Has there been either one industry advancement, or an advancement within Passport, that’s really furthered your company’s success, like API or the cloud?

I think it’s actually both the DataStream and the Lush Loyalty, and the way we architected both of those. With a lot of cloud-based and HTML5-based services, we’ve been able to architect these products so that they are much, much more flexible. We’ve been able to create a DataStream and build it in a way that’s not built up of legacy systems. And what that means is, we’re able to kind of manipulate the data; we’re able to manipulate the products and introduce products much, much more rapidly than our competitors. On the loyalty side of things, we built it in a way that really puts a lot more flexibility in the hands of the customers. We think that’s a feature that casinos will appreciate. We can certainly do it for them, but it just allows them a level of customization when they’re running their marketing programs, that we think is very, very powerful. It’s the ability to create these things in a way that it is much more palatable now, much faster and much more flexible for our casino customers.

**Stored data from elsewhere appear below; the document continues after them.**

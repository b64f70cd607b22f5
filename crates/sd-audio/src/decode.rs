use std::fs::File;
use std::io::Cursor;
use std::path::Path;
use std::sync::Arc;

use sd_core::signal::AudioSignal;
use symphonia::core::audio::SampleBuffer;
use symphonia::core::codecs::DecoderOptions;
use symphonia::core::errors::Error as SymphoniaError;
use symphonia::core::formats::FormatOptions;
use symphonia::core::io::{MediaSource, MediaSourceStream, MediaSourceStreamOptions};
use symphonia::core::meta::MetadataOptions;
use symphonia::core::probe::Hint;

use crate::error::LoadError;

/// Fallback when the container does not declare a sample rate.
const FALLBACK_SAMPLE_RATE: u32 = 44100;

/// Decode an audio file into a mono signal at its native sample rate.
///
/// Supports WAV, MP3, FLAC, OGG, AAC, MP4 and MKV via symphonia. Channels are
/// averaged. When `max_secs` is given, decoding stops once that much audio
/// has been produced and the result is cut to it.
///
/// The file handle is dropped before returning.
///
/// # Errors
/// Returns a [`LoadError`] if the file is missing, unreadable or undecodable.
///
/// # Example
/// ```no_run
/// use sd_audio::decode::decode_file;
/// let signal = decode_file("clip.wav", Some(60.0)).unwrap();
/// println!("{} samples @ {} Hz", signal.len(), signal.sample_rate());
/// ```
pub fn decode_file(
    path: impl AsRef<Path>,
    max_secs: Option<f64>,
) -> Result<AudioSignal, LoadError> {
    let path = path.as_ref();
    let file = File::open(path).map_err(|e| {
        if e.kind() == std::io::ErrorKind::NotFound {
            LoadError::NotFound {
                path: path.to_path_buf(),
            }
        } else {
            LoadError::Io {
                path: path.to_path_buf(),
                source: e,
            }
        }
    })?;

    let ext = path.extension().and_then(|e| e.to_str());
    decode_source(Box::new(file), ext, max_secs, &path.display().to_string())
}

/// Decode an in-memory audio buffer (e.g. the bytes a recorder produced).
///
/// `extension` is an optional format hint such as `"wav"`.
///
/// # Errors
/// Returns a [`LoadError`] if the bytes are not decodable audio.
pub fn decode_bytes(
    bytes: impl Into<Arc<[u8]>>,
    extension: Option<&str>,
    max_secs: Option<f64>,
) -> Result<AudioSignal, LoadError> {
    let bytes: Arc<[u8]> = bytes.into();
    let label = format!("<{} octets en mémoire>", bytes.len());
    decode_source(Box::new(Cursor::new(bytes)), extension, max_secs, &label)
}

/// Decide how a `next_packet` failure ends decoding.
///
/// EOF ends the stream normally. Any other error fails the load if nothing was
/// decoded yet; after that, the clip is kept truncated at the last good packet.
fn end_of_stream(error: &SymphoniaError, decoded: usize, label: &str) -> Result<(), LoadError> {
    match error {
        SymphoniaError::IoError(e) if e.kind() == std::io::ErrorKind::UnexpectedEof => Ok(()),
        _ if decoded == 0 => Err(LoadError::DecodeError(format!("{label} : {error}"))),
        _ => {
            log::warn!("{label} tronqué après {decoded} échantillons : {error}");
            Ok(())
        }
    }
}

fn decode_source(
    source: Box<dyn MediaSource>,
    extension: Option<&str>,
    max_secs: Option<f64>,
    label: &str,
) -> Result<AudioSignal, LoadError> {
    let mss = MediaSourceStream::new(source, MediaSourceStreamOptions::default());

    let mut hint = Hint::new();
    if let Some(ext) = extension {
        hint.with_extension(ext);
    }

    let detected = symphonia::default::get_probe()
        .format(
            &hint,
            mss,
            &FormatOptions::default(),
            &MetadataOptions::default(),
        )
        .map_err(|e| LoadError::UnsupportedFormat(e.to_string()))?;

    let mut format = detected.format;
    let track = format.default_track().ok_or(LoadError::NoTrack)?;

    let sample_rate = track.codec_params.sample_rate.unwrap_or_else(|| {
        log::warn!("Sample rate absent dans {label}, repli sur {FALLBACK_SAMPLE_RATE} Hz");
        FALLBACK_SAMPLE_RATE
    });
    let max_frames = max_secs.map(|secs| (secs * f64::from(sample_rate)).ceil() as usize);

    let mut decoder = symphonia::default::get_codecs()
        .make(&track.codec_params, &DecoderOptions::default())
        .map_err(|e| LoadError::DecodeError(e.to_string()))?;

    let track_id = track.id;
    let mut all_samples: Vec<f32> = Vec::new();
    let mut sample_buf: Option<SampleBuffer<f32>> = None;
    let mut max_sample_frames: usize = 0;

    loop {
        if max_frames.is_some_and(|max| all_samples.len() >= max) {
            break;
        }

        let packet = match format.next_packet() {
            Ok(p) => p,
            Err(e) => {
                end_of_stream(&e, all_samples.len(), label)?;
                break;
            }
        };

        if packet.track_id() != track_id {
            continue;
        }

        let decoded = match decoder.decode(&packet) {
            Ok(d) => d,
            Err(e) => {
                log::warn!("Audio decode frame error: {e}");
                continue;
            }
        };

        let spec = *decoded.spec();
        let channels = spec.channels.count().max(1);
        let num_frames = decoded.capacity();
        // Reuse SampleBuffer: only reallocate if this packet is bigger than current capacity
        if sample_buf.is_none() || num_frames > max_sample_frames {
            sample_buf = Some(SampleBuffer::<f32>::new(num_frames as u64, spec));
            max_sample_frames = num_frames;
        }
        let Some(buf) = sample_buf.as_mut() else {
            continue;
        };
        buf.copy_interleaved_ref(decoded);

        // Downmix to mono
        all_samples.extend(
            buf.samples()
                .chunks(channels)
                .map(|frame| frame.iter().sum::<f32>() / channels as f32),
        );
    }

    if let Some(max) = max_frames {
        all_samples.truncate(max);
    }

    if all_samples.is_empty() {
        return Err(LoadError::Empty);
    }

    log::info!(
        "Decoded {} samples @ {sample_rate}Hz from {label}",
        all_samples.len()
    );

    Ok(AudioSignal::new(all_samples, sample_rate))
}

Has there been one payment solution that’s become your most popular over the years?

I don’t necessarily think that there’s any specific payment solution that’s the most popular. I think in terms of the payment types, we sort of follow the industry, in terms of what customers tend to gravitate toward. But in terms of the popularity of what people see when they come see us for a demonstration, the Lush is very popular. We have a jackpot device that is also proving to be very, very popular. The jackpot is essentially not really a payment device, but allows the casino to pay out their jackpots much more quickly and efficiently, which we think is really a customer satisfaction and a casino kind of cash-on-the-floor improvement. The way we’ve done that is, we’ve built something with a mobile application so that a jackpot attendant can essentially fulfil a jackpot right on the spot with the customer. Whereas, right now it’s a process that involves a jackpot attendant going to the customer’s slot, shutting down the slot, going back to the hardware machine on the floor, doing a bunch of paperwork and then going back to customer. It’s really a very long and tedious process, and we’ve shortened that, so that’s another product that we are finding to be very popular.

Speaking of that casino floor and the flow of cash, do you think fully cashless operation will ultimately be the future?

I don’t necessarily think that casino floors will be completely cashless. I do think digital wallets and cashless operations will become more popular, but I think cash is a pretty frictionless operation on the floor. The customer is ultimately going to drive what’s on the floor. I think that there is a certain set of customers, be they of the older set that’s comfortable with cash, or whether there is a group that tends to like to play anonymously, simply because they don’t necessarily want to be tracked. There’s always going to be a set of customers that are going to want to use cash – whether that set of customers is 50%, 20%, 80% – it could be any of the above. It’ll follow a growth curve, but I don’t think cash will completely disappear off the floor.

Do you plan to work with any US-based responsible gaming organizations? We know that you do within Canada and the UK.

It’s part of our DNA to always be working with the regulators and always have a focus on responsible gaming. To the extent that we have opportunities to work with them, we certainly explore those opportunities, and are always looking for those opportunities. Like I said, it’s part of our DNA; it’s part of how we were founded in the UK and Canada. We’re certainly bringing that perspective to the US.